Въезжая в Чугуевку, встретились с его шефом — Петром Федоренко, начальником Чугуевского филиала Примавтодора, где Гена – главный механик. Федоренко заглянул в наши вёдра.
— Не вызрела ещё. Через недельку дойдёт. Съезжу.
Я попросил сделать фотографии.
И вот — они передо мной. Жара, стоявшая все дни, пробралась и в холодильники Снежной — вода потекла из трубы.
Крикнуть бы: «А-а-а-а-а-а!» — на самой макушке.
Как отзовутся горы?

***
В 2008-м уникальный биогеоценоз площадью чуть более 800 квадратных километров на части территорий Чугуевского, Ольгинского и Лазовского районов, включая горы Облачную и Снежную, обрёл статус «Национального парка «Зов тигра». Его директор Юрий Берсенев и ещё 27 учёных и специалистов потратили 20 лет, чтобы убедить сменявшие друг друга правительства страны и краевые власти в необходимости защиты одного из жемчужинных мест Уссурийской тайги.

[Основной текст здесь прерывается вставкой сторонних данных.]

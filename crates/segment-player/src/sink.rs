//! Output sink seam and attachment lifecycle.
//!
//! The transport itself (a voice connection, a file, a test recorder) lives behind
//! [`SinkConnector`] / [`SinkHandle`]. [`SinkManager`] owns at most one live handle,
//! keeps it across track boundaries and tracks the speaking flag.

use std::sync::Arc;
use std::time::Duration;

use async_trait::async_trait;

use crate::config::SinkTarget;
use crate::encode::Frame;
use crate::error::SinkError;

/// Opens a transport session for a target.
#[async_trait]
pub trait SinkConnector: Send + Sync {
    async fn attach(&self, target: &SinkTarget) -> Result<Box<dyn SinkHandle>, SinkError>;
}

/// One attached transport session.
#[async_trait]
pub trait SinkHandle: Send {
    async fn set_speaking(&mut self, speaking: bool) -> Result<(), SinkError>;

    /// Deliver one frame. Dropping the returned future means the frame was not accepted.
    async fn send(&mut self, frame: &Frame) -> Result<(), SinkError>;

    async fn detach(&mut self);
}

pub struct SinkManager {
    connector: Arc<dyn SinkConnector>,
    target: SinkTarget,
    backoff: Duration,
    handle: Option<Box<dyn SinkHandle>>,
    speaking: bool,
}

impl SinkManager {
    pub fn new(connector: Arc<dyn SinkConnector>, target: SinkTarget, backoff: Duration) -> Self {
        Self {
            connector,
            target,
            backoff,
            handle: None,
            speaking: false,
        }
    }

    pub fn is_attached(&self) -> bool {
        self.handle.is_some()
    }

    pub fn is_speaking(&self) -> bool {
        self.speaking
    }

    /// Attach if not attached. A failed attach is retried once after the backoff.
    pub async fn ensure_attached(&mut self) -> Result<(), SinkError> {
        if self.handle.is_some() {
            return Ok(());
        }
        let handle = match self.connector.attach(&self.target).await {
            Ok(handle) => handle,
            Err(first) => {
                tracing::warn!(
                    group_id = self.target.group_id,
                    channel_id = self.target.channel_id,
                    "sink attach failed, retrying in {:?}: {first}",
                    self.backoff
                );
                tokio::time::sleep(self.backoff).await;
                self.connector.attach(&self.target).await.inspect_err(|e| {
                    tracing::error!(
                        group_id = self.target.group_id,
                        channel_id = self.target.channel_id,
                        "sink attach retry failed: {e}"
                    );
                })?
            }
        };
        tracing::info!(
            group_id = self.target.group_id,
            channel_id = self.target.channel_id,
            "sink attached"
        );
        self.handle = Some(handle);
        self.speaking = false;
        Ok(())
    }

    /// Forward a speaking change; repeated values are not re-sent.
    pub async fn set_speaking(&mut self, speaking: bool) -> Result<(), SinkError> {
        if self.speaking == speaking {
            return Ok(());
        }
        let Some(handle) = self.handle.as_mut() else {
            self.speaking = false;
            return if speaking {
                Err(SinkError::SendFailed("sink not attached".to_string()))
            } else {
                Ok(())
            };
        };
        handle.set_speaking(speaking).await?;
        self.speaking = speaking;
        Ok(())
    }

    pub async fn send(&mut self, frame: &Frame) -> Result<(), SinkError> {
        match self.handle.as_mut() {
            Some(handle) => handle.send(frame).await,
            None => Err(SinkError::SendFailed("sink not attached".to_string())),
        }
    }

    /// Clear speaking and drop the session. No-op when not attached.
    pub async fn detach(&mut self) {
        let Some(mut handle) = self.handle.take() else {
            return;
        };
        if self.speaking {
            if let Err(e) = handle.set_speaking(false).await {
                tracing::warn!("clear speaking before detach failed: {e}");
            }
        }
        self.speaking = false;
        handle.detach().await;
        tracing::info!(
            group_id = self.target.group_id,
            channel_id = self.target.channel_id,
            "sink detached"
        );
    }
}

#[cfg(test)]
mod tests {
    use super::*;
    use std::sync::Mutex;
    use std::sync::atomic::{AtomicUsize, Ordering};

    #[derive(Default)]
    struct Log {
        attaches: AtomicUsize,
        speaking: Mutex<Vec<bool>>,
        frames: AtomicUsize,
        detaches: AtomicUsize,
    }

    struct MockConnector {
        fail_attaches: usize,
        log: Arc<Log>,
    }

    struct MockHandle {
        log: Arc<Log>,
    }

    #[async_trait]
    impl SinkConnector for MockConnector {
        async fn attach(&self, _target: &SinkTarget) -> Result<Box<dyn SinkHandle>, SinkError> {
            let n = self.log.attaches.fetch_add(1, Ordering::SeqCst);
            if n < self.fail_attaches {
                return Err(SinkError::AttachFailed("busy".to_string()));
            }
            Ok(Box::new(MockHandle {
                log: self.log.clone(),
            }))
        }
    }

    #[async_trait]
    impl SinkHandle for MockHandle {
        async fn set_speaking(&mut self, speaking: bool) -> Result<(), SinkError> {
            self.log.speaking.lock().unwrap().push(speaking);
            Ok(())
        }

        async fn send(&mut self, _frame: &Frame) -> Result<(), SinkError> {
            self.log.frames.fetch_add(1, Ordering::SeqCst);
            Ok(())
        }

        async fn detach(&mut self) {
            self.log.detaches.fetch_add(1, Ordering::SeqCst);
        }
    }

    fn manager(fail_attaches: usize) -> (SinkManager, Arc<Log>) {
        let log = Arc::new(Log::default());
        let connector = Arc::new(MockConnector {
            fail_attaches,
            log: log.clone(),
        });
        (
            SinkManager::new(connector, SinkTarget::default(), Duration::from_secs(1)),
            log,
        )
    }

    #[tokio::test(start_paused = true)]
    async fn attach_retries_once_after_backoff() {
        let (mut sink, log) = manager(1);
        let started = tokio::time::Instant::now();
        sink.ensure_attached().await.unwrap();
        assert!(sink.is_attached());
        assert_eq!(log.attaches.load(Ordering::SeqCst), 2);
        assert!(started.elapsed() >= Duration::from_secs(1));
    }

    #[tokio::test(start_paused = true)]
    async fn attach_gives_up_after_second_failure() {
        let (mut sink, log) = manager(5);
        let err = sink.ensure_attached().await.unwrap_err();
        assert!(matches!(err, SinkError::AttachFailed(_)));
        assert_eq!(log.attaches.load(Ordering::SeqCst), 2);
        assert!(!sink.is_attached());
    }

    #[tokio::test]
    async fn attach_is_reused() {
        let (mut sink, log) = manager(0);
        sink.ensure_attached().await.unwrap();
        sink.ensure_attached().await.unwrap();
        assert_eq!(log.attaches.load(Ordering::SeqCst), 1);
    }

    #[tokio::test]
    async fn speaking_changes_only_are_forwarded() {
        let (mut sink, log) = manager(0);
        sink.ensure_attached().await.unwrap();
        sink.set_speaking(true).await.unwrap();
        sink.set_speaking(true).await.unwrap();
        sink.set_speaking(false).await.unwrap();
        assert_eq!(*log.speaking.lock().unwrap(), vec![true, false]);
    }

    #[tokio::test]
    async fn detach_clears_speaking() {
        let (mut sink, log) = manager(0);
        sink.ensure_attached().await.unwrap();
        sink.set_speaking(true).await.unwrap();
        sink.detach().await;
        sink.detach().await;
        assert!(!sink.is_attached());
        assert!(!sink.is_speaking());
        assert_eq!(*log.speaking.lock().unwrap(), vec![true, false]);
        assert_eq!(log.detaches.load(Ordering::SeqCst), 1);
    }

    #[tokio::test]
    async fn send_without_attach_fails() {
        let (mut sink, log) = manager(0);
        let err = sink.send(&Frame::new(vec![0; 4])).await.unwrap_err();
        assert!(matches!(err, SinkError::SendFailed(_)));
        assert_eq!(log.frames.load(Ordering::SeqCst), 0);
    }
}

А с теми, кто её грабит, Берсеневу пришлось выигрывать войну. Дважды жгли его дом в Новой Москве, создавали препятствия при оформлении документов. Но теперь ни один человек не пройдёт без разрешения на охраняемый объект, ни одно дерево не может быть спилено за его кордонами. В полуголодную зиму 2008/2009 сбрёлся в парк зверь. Животных подкармливали, никто не трогал. Сегодня в парке живут четыре взрослых тигра, обитает до 50 видов млекопитающих. На Облачную и в другие места пробиты туристические тропы. Удивительные картины сберегла эта земля и на реке Милоградовке: водопады, причудливые скалы, красивейшее урочище Мута…

 

Белая сказка

Ружьё в руки отец дал в одиннадцать. Первая дичь — через день. И без охоты я уже не мог. Но в последние пятнадцать лет – ни выстрела.
– Приезжай! – настаивает Саша. – Никуда писанина от тебя не уйдёт. – Подышишь стужей, снежком, побродим по заречкам. Сколь не был в Лесозаводске?

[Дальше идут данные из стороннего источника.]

//! Offset/duration parsing for `90`, `90s`, `1m30s`, `1h2m3s`, `500ms`.

use std::time::Duration;

/// Parse a time value. A bare number is seconds and may be fractional.
pub fn parse_timespec(input: &str) -> Result<Duration, String> {
    let s = input.trim();
    if s.is_empty() {
        return Err("empty time value".to_string());
    }
    if let Ok(secs) = s.parse::<f64>() {
        return seconds(secs, input);
    }

    let mut total = Duration::ZERO;
    let mut rest = s;
    while !rest.is_empty() {
        let digits = rest
            .find(|c: char| !(c.is_ascii_digit() || c == '.'))
            .ok_or_else(|| format!("missing unit in time value {input:?}"))?;
        if digits == 0 {
            return Err(format!("expected a number in time value {input:?}"));
        }
        let value: f64 = rest[..digits]
            .parse()
            .map_err(|_| format!("bad number in time value {input:?}"))?;
        rest = &rest[digits..];

        let unit_len = rest
            .find(|c: char| c.is_ascii_digit() || c == '.')
            .unwrap_or(rest.len());
        let scale = match &rest[..unit_len] {
            "h" => 3600.0,
            "m" => 60.0,
            "s" => 1.0,
            "ms" => 0.001,
            other => return Err(format!("unknown unit {other:?} in time value {input:?}")),
        };
        rest = &rest[unit_len..];
        total += seconds(value * scale, input)?;
    }
    Ok(total)
}

fn seconds(secs: f64, input: &str) -> Result<Duration, String> {
    Duration::try_from_secs_f64(secs).map_err(|_| format!("invalid time value {input:?}"))
}

#[cfg(test)]
mod tests {
    use super::*;

    #[test]
    fn parses_plain_seconds() {
        assert_eq!(parse_timespec("90"), Ok(Duration::from_secs(90)));
        assert_eq!(parse_timespec("2.5"), Ok(Duration::from_millis(2500)));
    }

    #[test]
    fn parses_unit_groups() {
        assert_eq!(parse_timespec("90s"), Ok(Duration::from_secs(90)));
        assert_eq!(parse_timespec("1m30s"), Ok(Duration::from_secs(90)));
        assert_eq!(parse_timespec("1h2m3s"), Ok(Duration::from_secs(3723)));
        assert_eq!(parse_timespec("250ms"), Ok(Duration::from_millis(250)));
    }

    #[test]
    fn rejects_garbage() {
        assert!(parse_timespec("").is_err());
        assert!(parse_timespec("abc").is_err());
        assert!(parse_timespec("10x").is_err());
        assert!(parse_timespec("1m30").is_err());
        assert!(parse_timespec("-5").is_err());
    }
}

Глухозимье… За окном – асфальто-бетонное оцепенение. А перед глазами — белые-пребелые снега…
Мчусь!
До поезда — меньше часа.
Непривычен новогодний Владивосток: несуетен, тих. Крепчает мороз, отжимая теряющее свет солнце к заповедным сопкам «Кедровой Пади». Серые, без единой снежинки улицы уныло глядят ему вслед. Стайка ребятишек с клюшками и коньками перебегает Тополиную аллею. В Покровском парке переливчато забили колокола. Свежая растяжка у кондитерской фабрики радужно дурачит расслабившихся граждан: «Скидки до 100%». Автобус, хозяйничая по всей полосе, быстро домчал к вокзалу. «Уссурочка» – экспресс-электричка до станции Ружино – на парах.

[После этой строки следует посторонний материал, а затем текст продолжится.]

use std::path::PathBuf;
use std::time::Duration;

use serde::{Deserialize, Serialize};

use crate::encode::CodecKind;
use crate::error::ConfigError;

/// Frame sizes (samples per channel) accepted by the Opus encoder at 48 kHz.
const VALID_FRAME_SAMPLES: [usize; 6] = [120, 240, 480, 960, 1920, 2880];
/// Upper bound for the playback gain.
pub const MAX_VOLUME: f32 = 2.0;

/// Player tuning parameters shared by the scheduler, encoder, and state machine.
#[derive(Clone, Debug)]
pub struct PlayerConfig {
    /// Length of one fetched segment.
    pub window: Duration,
    /// Ready segments held ahead of playback (preload queue bound).
    pub preload_segments: usize,
    /// Samples per channel in one encoded frame (960 = 20 ms).
    pub frame_samples: usize,
    /// Encoded frames buffered between an encode task and the state machine.
    pub frame_buffer: usize,
    /// Frame codec.
    pub codec: CodecKind,
    /// Linear gain applied to every sample before encoding (1.0 = unchanged).
    pub volume: f32,
    /// Delay before the single retry of a failed sink attach.
    pub attach_backoff: Duration,
    /// Detach the sink after this long without a track; `None` keeps it attached.
    pub idle_detach: Option<Duration>,
    /// Maximum tracks waiting behind the current one.
    pub max_pending_tracks: usize,
    /// Directory for staged segment files.
    pub temp_dir: PathBuf,
    /// File name prefix for staged segment files.
    pub temp_prefix: String,
}

impl Default for PlayerConfig {
    fn default() -> Self {
        Self {
            window: Duration::from_secs(10),
            preload_segments: 5,
            frame_samples: 960,
            frame_buffer: 50,
            codec: CodecKind::default(),
            volume: 1.0,
            attach_backoff: Duration::from_secs(1),
            idle_detach: Some(Duration::from_secs(30)),
            max_pending_tracks: 32,
            temp_dir: std::env::temp_dir(),
            temp_prefix: "segment-player".to_string(),
        }
    }
}

impl PlayerConfig {
    /// Reject values the pipeline cannot run with.
    pub fn validate(&self) -> Result<(), ConfigError> {
        if self.window.is_zero() {
            return Err(ConfigError::Invalid("window must be non-zero".to_string()));
        }
        if self.preload_segments == 0 {
            return Err(ConfigError::Invalid(
                "preload_segments must be at least 1".to_string(),
            ));
        }
        if !VALID_FRAME_SAMPLES.contains(&self.frame_samples) {
            return Err(ConfigError::Invalid(format!(
                "frame_samples must be one of {VALID_FRAME_SAMPLES:?}, got {}",
                self.frame_samples
            )));
        }
        if !(0.0..=MAX_VOLUME).contains(&self.volume) {
            return Err(ConfigError::Invalid(format!(
                "volume must be within 0.0..={MAX_VOLUME}, got {}",
                self.volume
            )));
        }
        if self.frame_buffer == 0 {
            return Err(ConfigError::Invalid("frame_buffer must be at least 1".to_string()));
        }
        if self.max_pending_tracks == 0 {
            return Err(ConfigError::Invalid(
                "max_pending_tracks must be at least 1".to_string(),
            ));
        }
        #[cfg(not(feature = "opus"))]
        if self.codec == CodecKind::Opus {
            return Err(ConfigError::Invalid(
                "codec \"opus\" needs the `opus` feature".to_string(),
            ));
        }
        if self.temp_prefix.trim().is_empty() || self.temp_prefix.contains(['/', '\\']) {
            return Err(ConfigError::Invalid(format!(
                "temp_prefix is not a plain file name prefix: {:?}",
                self.temp_prefix
            )));
        }
        Ok(())
    }

    /// Playback length of one encoded frame.
    pub fn frame_duration(&self) -> Duration {
        Duration::from_micros(self.frame_samples as u64 * 1_000_000 / crate::encode::SAMPLE_RATE as u64)
    }
}

/// Where the sink should attach (voice group and channel).
#[derive(Clone, Copy, Debug, Default, PartialEq, Eq, Serialize, Deserialize)]
pub struct SinkTarget {
    pub group_id: u64,
    pub channel_id: u64,
}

Полшестого. Состав свистнул и тронулся. Теплый, на три четверти порожний вагон вспыхнул ярким электричеством, заискрил мишурой. Мягко покачиваясь, набираем бег. Бойкого вида охранник желает счастливого пути, сочувствует курильщикам: почти шестичасовое табу на табак.
Солнце, подперев тучки багровым закатом, ушло за щербатую холку дымчатых гор. От нефтебазы, во льдах, отваливает большое краснотелое судно. Не иначе, в Арктику. По кромке Чан-озера бегут зеленые, на колесах, домики и через минуту с грохотом проносятся мимо наших окон. Чуть добавляет «ездоков» Вторая Речка. Из глубины Амурского залива, от скальной Коврижки, тянется к Седанке маковое море рыбаков. Вот-вот уйдёт в сумрак полуостров Де-Фриз. Еле заметен на угасающем небосклоне отвесный штрих ретранслятора. У краевого вещания добавка-праздник: в январе 1956-го во Владивостоке заработал Приморский телецентр, первый на Дальнем Востоке. На телевизор глазели как на чудо. А уже… Зазвонил в кармане мобильник.
— Едешь?
— Шестой вагон.
В пути не так много остановок – с десяток. В Уссурийске подсела девушка, езда повеселела. Лена оказалась хабаровчанкой, и мы много говорили о новых домах и дорогах, зиме, о прошловековом городе, в нем жил и я. Ещё — об Амуре, о недавней трагедии на Сунгари: вода отравленного ядохимикатами близ Харбина притока прямиком течет в Хабаровск.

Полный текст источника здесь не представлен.